▶ [Problem to work on]
Once the line containing "Installing must not" has been copied, stop; copy every line before it exactly, beginning with the first line of the material below.

▶ [Input]
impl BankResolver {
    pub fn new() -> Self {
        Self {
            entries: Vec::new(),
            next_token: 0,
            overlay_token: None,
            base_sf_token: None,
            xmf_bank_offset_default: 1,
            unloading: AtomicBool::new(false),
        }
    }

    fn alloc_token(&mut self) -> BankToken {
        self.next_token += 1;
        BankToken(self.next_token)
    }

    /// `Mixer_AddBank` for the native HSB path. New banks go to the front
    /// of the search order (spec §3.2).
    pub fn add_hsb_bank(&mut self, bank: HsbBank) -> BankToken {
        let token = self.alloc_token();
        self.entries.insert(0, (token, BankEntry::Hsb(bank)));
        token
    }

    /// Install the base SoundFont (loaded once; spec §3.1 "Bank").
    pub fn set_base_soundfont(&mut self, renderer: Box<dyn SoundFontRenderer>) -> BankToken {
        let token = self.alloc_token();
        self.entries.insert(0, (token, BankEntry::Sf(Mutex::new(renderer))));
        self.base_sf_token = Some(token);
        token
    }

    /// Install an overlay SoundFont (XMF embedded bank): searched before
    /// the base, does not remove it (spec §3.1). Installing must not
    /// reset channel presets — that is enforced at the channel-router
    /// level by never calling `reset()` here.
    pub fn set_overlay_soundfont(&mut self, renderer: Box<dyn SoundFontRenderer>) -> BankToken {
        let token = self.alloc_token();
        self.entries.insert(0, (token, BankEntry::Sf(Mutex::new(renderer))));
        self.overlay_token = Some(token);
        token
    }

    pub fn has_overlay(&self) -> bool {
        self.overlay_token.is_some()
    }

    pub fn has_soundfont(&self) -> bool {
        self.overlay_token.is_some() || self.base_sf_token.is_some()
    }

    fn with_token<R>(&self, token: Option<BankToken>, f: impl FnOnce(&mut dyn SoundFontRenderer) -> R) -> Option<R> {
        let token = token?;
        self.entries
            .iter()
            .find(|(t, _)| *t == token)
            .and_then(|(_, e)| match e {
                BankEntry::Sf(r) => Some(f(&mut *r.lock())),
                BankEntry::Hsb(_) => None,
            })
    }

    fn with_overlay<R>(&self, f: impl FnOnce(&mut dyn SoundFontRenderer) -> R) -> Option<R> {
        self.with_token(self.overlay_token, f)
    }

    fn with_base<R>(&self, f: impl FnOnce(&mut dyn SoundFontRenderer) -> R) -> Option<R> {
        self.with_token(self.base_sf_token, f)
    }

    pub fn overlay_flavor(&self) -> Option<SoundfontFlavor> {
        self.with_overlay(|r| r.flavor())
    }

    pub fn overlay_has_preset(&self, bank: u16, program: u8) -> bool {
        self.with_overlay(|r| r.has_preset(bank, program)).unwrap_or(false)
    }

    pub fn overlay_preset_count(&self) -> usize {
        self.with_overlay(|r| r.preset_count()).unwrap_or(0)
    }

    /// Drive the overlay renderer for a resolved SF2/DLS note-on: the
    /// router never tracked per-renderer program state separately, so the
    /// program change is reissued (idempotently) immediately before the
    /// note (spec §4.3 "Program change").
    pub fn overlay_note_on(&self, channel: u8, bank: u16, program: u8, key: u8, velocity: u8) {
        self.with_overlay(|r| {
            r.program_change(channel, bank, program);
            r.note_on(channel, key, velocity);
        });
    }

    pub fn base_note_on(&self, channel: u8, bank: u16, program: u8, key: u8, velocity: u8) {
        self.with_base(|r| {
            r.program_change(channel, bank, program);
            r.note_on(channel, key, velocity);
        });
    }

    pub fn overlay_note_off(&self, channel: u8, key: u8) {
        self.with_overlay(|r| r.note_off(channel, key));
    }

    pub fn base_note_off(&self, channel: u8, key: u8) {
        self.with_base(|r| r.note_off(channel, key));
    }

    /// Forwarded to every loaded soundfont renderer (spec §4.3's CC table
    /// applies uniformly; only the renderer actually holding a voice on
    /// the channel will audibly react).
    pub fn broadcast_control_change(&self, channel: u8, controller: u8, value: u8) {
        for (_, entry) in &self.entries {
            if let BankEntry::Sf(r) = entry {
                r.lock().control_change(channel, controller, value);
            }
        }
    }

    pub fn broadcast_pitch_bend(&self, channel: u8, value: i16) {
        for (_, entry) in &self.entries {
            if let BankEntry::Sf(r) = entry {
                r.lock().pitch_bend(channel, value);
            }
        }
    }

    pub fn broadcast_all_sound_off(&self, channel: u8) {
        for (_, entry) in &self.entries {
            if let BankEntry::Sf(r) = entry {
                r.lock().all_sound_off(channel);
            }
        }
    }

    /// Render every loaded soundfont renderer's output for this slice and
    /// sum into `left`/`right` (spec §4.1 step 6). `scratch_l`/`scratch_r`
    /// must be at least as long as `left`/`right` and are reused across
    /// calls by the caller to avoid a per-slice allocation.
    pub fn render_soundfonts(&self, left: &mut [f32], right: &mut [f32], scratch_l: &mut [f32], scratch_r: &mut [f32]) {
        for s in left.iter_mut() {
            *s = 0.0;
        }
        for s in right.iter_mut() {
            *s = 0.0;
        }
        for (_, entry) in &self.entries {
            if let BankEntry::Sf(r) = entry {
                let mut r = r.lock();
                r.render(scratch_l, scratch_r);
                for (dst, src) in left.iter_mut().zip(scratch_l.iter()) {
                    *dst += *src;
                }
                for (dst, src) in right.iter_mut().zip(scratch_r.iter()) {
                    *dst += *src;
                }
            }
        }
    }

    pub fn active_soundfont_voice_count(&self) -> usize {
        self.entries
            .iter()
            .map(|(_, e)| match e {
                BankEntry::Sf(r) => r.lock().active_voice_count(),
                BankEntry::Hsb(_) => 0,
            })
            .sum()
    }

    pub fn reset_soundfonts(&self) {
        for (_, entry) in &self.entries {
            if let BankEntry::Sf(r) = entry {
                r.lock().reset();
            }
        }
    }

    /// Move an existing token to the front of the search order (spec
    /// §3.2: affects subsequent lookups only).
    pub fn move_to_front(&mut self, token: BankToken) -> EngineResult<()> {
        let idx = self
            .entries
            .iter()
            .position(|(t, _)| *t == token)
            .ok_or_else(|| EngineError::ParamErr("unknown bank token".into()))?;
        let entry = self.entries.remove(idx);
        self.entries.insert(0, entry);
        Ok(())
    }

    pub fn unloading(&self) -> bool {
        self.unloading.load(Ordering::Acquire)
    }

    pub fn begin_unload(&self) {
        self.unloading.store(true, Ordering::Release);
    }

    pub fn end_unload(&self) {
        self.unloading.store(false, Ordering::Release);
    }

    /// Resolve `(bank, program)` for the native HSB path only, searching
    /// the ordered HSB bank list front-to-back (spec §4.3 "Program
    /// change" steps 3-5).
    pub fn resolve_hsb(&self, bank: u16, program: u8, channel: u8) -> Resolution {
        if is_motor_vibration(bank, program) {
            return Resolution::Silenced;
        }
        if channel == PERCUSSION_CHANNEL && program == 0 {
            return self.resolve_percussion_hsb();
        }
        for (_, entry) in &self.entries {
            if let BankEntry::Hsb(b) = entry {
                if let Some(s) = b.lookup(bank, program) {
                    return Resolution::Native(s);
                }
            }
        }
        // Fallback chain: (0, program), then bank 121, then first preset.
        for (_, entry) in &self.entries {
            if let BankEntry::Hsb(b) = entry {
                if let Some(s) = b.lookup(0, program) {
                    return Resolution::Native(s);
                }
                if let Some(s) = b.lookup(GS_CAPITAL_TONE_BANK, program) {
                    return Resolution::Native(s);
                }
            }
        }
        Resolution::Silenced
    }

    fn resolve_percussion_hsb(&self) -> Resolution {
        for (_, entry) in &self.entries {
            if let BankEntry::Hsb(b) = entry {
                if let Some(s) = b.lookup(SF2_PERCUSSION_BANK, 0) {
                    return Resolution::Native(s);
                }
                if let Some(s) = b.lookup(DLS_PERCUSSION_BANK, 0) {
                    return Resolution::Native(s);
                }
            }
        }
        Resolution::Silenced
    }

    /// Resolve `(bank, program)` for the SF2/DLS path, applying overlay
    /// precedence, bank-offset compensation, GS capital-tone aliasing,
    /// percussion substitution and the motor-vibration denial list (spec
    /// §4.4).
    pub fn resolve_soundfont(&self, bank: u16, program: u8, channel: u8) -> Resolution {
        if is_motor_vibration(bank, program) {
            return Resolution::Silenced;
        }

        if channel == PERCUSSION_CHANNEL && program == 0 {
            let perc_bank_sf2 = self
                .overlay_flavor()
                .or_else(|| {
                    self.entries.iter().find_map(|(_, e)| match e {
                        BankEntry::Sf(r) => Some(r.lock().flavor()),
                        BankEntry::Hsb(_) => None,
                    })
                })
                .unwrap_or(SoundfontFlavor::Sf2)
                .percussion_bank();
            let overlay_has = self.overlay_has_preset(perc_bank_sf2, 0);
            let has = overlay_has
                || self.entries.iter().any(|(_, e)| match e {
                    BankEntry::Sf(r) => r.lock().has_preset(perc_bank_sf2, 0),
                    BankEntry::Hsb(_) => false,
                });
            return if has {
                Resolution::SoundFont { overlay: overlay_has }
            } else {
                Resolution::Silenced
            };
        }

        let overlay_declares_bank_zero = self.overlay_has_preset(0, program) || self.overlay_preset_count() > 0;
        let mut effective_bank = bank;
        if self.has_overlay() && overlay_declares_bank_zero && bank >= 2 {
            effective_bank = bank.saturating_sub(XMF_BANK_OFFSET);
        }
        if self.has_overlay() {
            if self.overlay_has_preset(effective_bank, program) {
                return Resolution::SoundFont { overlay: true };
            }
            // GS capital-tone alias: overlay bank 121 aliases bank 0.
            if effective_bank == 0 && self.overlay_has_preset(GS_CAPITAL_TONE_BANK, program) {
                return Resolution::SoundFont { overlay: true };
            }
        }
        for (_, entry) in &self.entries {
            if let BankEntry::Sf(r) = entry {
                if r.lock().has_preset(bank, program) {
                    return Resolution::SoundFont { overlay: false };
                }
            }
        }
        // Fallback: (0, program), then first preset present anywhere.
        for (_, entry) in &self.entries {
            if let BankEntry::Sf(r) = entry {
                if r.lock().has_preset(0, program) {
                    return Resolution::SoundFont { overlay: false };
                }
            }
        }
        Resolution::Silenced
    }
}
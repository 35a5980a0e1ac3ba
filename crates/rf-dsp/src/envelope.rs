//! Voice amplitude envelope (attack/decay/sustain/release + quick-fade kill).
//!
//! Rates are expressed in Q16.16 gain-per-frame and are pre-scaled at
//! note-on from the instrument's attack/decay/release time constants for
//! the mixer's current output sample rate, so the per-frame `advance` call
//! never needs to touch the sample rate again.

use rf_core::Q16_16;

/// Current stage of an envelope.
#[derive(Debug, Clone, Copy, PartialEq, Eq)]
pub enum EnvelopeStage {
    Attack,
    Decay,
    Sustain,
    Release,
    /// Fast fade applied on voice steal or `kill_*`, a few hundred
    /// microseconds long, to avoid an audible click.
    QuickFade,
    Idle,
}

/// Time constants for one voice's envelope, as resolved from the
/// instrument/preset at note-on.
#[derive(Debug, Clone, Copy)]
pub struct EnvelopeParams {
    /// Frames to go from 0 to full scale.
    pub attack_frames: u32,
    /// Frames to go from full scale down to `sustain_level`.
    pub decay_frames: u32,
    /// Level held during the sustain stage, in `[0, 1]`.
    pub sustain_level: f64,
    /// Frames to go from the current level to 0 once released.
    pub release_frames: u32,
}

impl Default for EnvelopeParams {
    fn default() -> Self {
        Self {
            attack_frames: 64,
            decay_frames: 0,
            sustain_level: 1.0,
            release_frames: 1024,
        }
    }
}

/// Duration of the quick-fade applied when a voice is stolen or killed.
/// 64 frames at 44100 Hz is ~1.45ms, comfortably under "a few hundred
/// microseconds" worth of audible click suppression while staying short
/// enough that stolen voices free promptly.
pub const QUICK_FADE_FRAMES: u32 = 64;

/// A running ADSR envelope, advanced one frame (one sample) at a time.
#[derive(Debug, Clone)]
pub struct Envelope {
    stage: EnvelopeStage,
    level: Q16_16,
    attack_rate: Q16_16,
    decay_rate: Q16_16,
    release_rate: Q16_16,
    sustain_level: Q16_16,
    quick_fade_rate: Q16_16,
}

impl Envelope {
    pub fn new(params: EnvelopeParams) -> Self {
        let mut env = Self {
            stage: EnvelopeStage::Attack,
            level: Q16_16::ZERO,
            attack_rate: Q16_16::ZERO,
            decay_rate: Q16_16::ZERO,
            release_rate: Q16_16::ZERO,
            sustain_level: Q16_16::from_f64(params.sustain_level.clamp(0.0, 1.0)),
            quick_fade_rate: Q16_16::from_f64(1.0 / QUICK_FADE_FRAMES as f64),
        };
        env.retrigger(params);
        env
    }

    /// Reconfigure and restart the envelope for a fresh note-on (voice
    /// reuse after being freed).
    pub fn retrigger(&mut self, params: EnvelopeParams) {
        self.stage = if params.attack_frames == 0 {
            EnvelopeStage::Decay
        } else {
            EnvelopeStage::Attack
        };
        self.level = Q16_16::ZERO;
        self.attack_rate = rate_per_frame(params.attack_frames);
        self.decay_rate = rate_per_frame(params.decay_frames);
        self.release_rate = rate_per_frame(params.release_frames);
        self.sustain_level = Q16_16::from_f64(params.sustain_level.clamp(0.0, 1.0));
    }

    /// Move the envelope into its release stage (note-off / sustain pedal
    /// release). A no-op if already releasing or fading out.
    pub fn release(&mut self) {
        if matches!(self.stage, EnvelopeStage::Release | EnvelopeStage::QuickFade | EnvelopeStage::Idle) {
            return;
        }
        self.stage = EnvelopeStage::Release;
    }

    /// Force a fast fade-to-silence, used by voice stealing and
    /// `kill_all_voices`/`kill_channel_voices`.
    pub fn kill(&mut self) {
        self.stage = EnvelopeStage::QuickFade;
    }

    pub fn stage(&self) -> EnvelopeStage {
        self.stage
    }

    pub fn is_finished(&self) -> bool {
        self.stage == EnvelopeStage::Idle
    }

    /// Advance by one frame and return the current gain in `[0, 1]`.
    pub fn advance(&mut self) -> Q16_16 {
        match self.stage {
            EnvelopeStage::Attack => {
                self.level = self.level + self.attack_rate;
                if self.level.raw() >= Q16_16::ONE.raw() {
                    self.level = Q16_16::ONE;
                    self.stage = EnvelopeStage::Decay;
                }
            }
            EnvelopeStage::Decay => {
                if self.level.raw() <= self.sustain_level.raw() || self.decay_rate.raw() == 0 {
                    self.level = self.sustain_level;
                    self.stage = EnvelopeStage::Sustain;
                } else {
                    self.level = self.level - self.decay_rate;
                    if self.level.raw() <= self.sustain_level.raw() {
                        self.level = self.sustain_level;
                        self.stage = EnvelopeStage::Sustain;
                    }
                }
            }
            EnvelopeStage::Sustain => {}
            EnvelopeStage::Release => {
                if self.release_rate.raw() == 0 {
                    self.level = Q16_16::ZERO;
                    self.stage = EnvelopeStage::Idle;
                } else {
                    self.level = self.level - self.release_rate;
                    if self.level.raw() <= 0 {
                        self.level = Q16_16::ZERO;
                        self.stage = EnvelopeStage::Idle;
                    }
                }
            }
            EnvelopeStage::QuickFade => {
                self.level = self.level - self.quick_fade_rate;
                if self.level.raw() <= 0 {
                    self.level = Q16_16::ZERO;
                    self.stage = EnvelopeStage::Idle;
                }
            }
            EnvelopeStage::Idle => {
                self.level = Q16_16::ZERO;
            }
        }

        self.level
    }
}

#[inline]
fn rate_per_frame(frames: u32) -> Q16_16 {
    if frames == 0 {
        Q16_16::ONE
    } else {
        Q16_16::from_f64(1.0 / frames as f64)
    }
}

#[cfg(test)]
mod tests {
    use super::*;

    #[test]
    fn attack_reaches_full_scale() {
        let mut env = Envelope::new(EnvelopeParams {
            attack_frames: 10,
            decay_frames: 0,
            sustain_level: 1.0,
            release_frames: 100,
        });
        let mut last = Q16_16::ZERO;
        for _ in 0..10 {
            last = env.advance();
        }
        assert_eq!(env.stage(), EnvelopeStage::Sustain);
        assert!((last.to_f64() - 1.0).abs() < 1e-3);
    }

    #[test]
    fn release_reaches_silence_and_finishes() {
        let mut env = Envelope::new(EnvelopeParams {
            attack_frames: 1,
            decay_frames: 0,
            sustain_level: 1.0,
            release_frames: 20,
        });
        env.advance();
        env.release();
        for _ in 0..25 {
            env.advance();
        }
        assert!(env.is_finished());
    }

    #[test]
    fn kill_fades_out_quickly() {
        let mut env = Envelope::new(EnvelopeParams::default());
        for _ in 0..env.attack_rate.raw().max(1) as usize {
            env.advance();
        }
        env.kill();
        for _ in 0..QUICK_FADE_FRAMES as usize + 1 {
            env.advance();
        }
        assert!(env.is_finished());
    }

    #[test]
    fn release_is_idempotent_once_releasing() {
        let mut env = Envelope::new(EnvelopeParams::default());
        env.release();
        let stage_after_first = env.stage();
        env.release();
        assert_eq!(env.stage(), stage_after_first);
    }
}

▶ [Task response]
impl BankResolver {
    pub fn new() -> Self {
        Self {
            entries: Vec::new(),
            next_token: 0,
            overlay_token: None,
            base_sf_token: None,
            xmf_bank_offset_default: 1,
            unloading: AtomicBool::new(false),
        }
    }

    fn alloc_token(&mut self) -> BankToken {
        self.next_token += 1;
        BankToken(self.next_token)
    }

    /// `Mixer_AddBank` for the native HSB path. New banks go to the front
    /// of the search order (spec §3.2).
    pub fn add_hsb_bank(&mut self, bank: HsbBank) -> BankToken {
        let token = self.alloc_token();
        self.entries.insert(0, (token, BankEntry::Hsb(bank)));
        token
    }

    /// Install the base SoundFont (loaded once; spec §3.1 "Bank").
    pub fn set_base_soundfont(&mut self, renderer: Box<dyn SoundFontRenderer>) -> BankToken {
        let token = self.alloc_token();
        self.entries.insert(0, (token, BankEntry::Sf(Mutex::new(renderer))));
        self.base_sf_token = Some(token);
        token
    }

    /// Install an overlay SoundFont (XMF embedded bank): searched before
    /// the base, does not remove it (spec §3.1). Installing must not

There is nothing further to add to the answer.